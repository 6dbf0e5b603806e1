/// Shows every resource card regardless of category.
pub const ALL_CATEGORIES: &str = "all";

#[derive(Debug, Clone, PartialEq, Eq)]
pub struct FilterButton {
    pub category: String,
    pub active: bool,
}

#[derive(Debug, Clone, Copy, PartialEq, Eq)]
pub enum CardVisibility {
    Shown,
    Hidden,
}

#[derive(Debug, Clone, PartialEq, Eq)]
pub struct ResourceCard {
    pub category: String,
    pub visibility: CardVisibility,
}

impl ResourceCard {
    pub fn new(category: impl Into<String>) -> Self {
        Self {
            category: category.into(),
            visibility: CardVisibility::Shown,
        }
    }
}

/// Applies a click on the filter button for `category`.
pub fn filter_resources(category: &str, buttons: &mut [FilterButton], cards: &mut [ResourceCard]) {
    for button in buttons.iter_mut() {
        button.active = button.category == category;
    }
    for card in cards.iter_mut() {
        card.visibility = if category == ALL_CATEGORIES || card.category == category {
            CardVisibility::Shown
        } else {
            CardVisibility::Hidden
        };
    }
}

» Work request
Return the full listing. Leave every word as it stands.

» Your response
repository 6dbf0e5b603806e1
/// Shows every resource card regardless of category.
pub const ALL_CATEGORIES: &str = "all";

#[derive(Debug, Clone, PartialEq, Eq)]
pub struct FilterButton {
    pub category: String,
    pub active: bool,
}

#[derive(Debug, Clone, Copy, PartialEq, Eq)]
pub enum CardVisibility {
    Shown,
    Hidden,
}

#[derive(Debug, Clone, PartialEq, Eq)]
pub struct ResourceCard {
    pub category: String,
    pub visibility: CardVisibility,
}

impl ResourceCard {
    pub fn new(category: impl Into<String>) -> Self {
        Self {
            category: category.into(),
            visibility: CardVisibility::Shown,
        }
    }
}

/// Applies a click on the filter button for `category`.
pub fn filter_resources(category: &str, buttons: &mut [FilterButton], cards: &mut [ResourceCard]) {
    for button in buttons.iter_mut() {
        button.active = button.category == category;
    }
    for card in cards.iter_mut() {
        card.visibility = if category == ALL_CATEGORIES || card.category == category {
            CardVisibility::Shown
        } else {
            CardVisibility::Hidden
        };
    }
}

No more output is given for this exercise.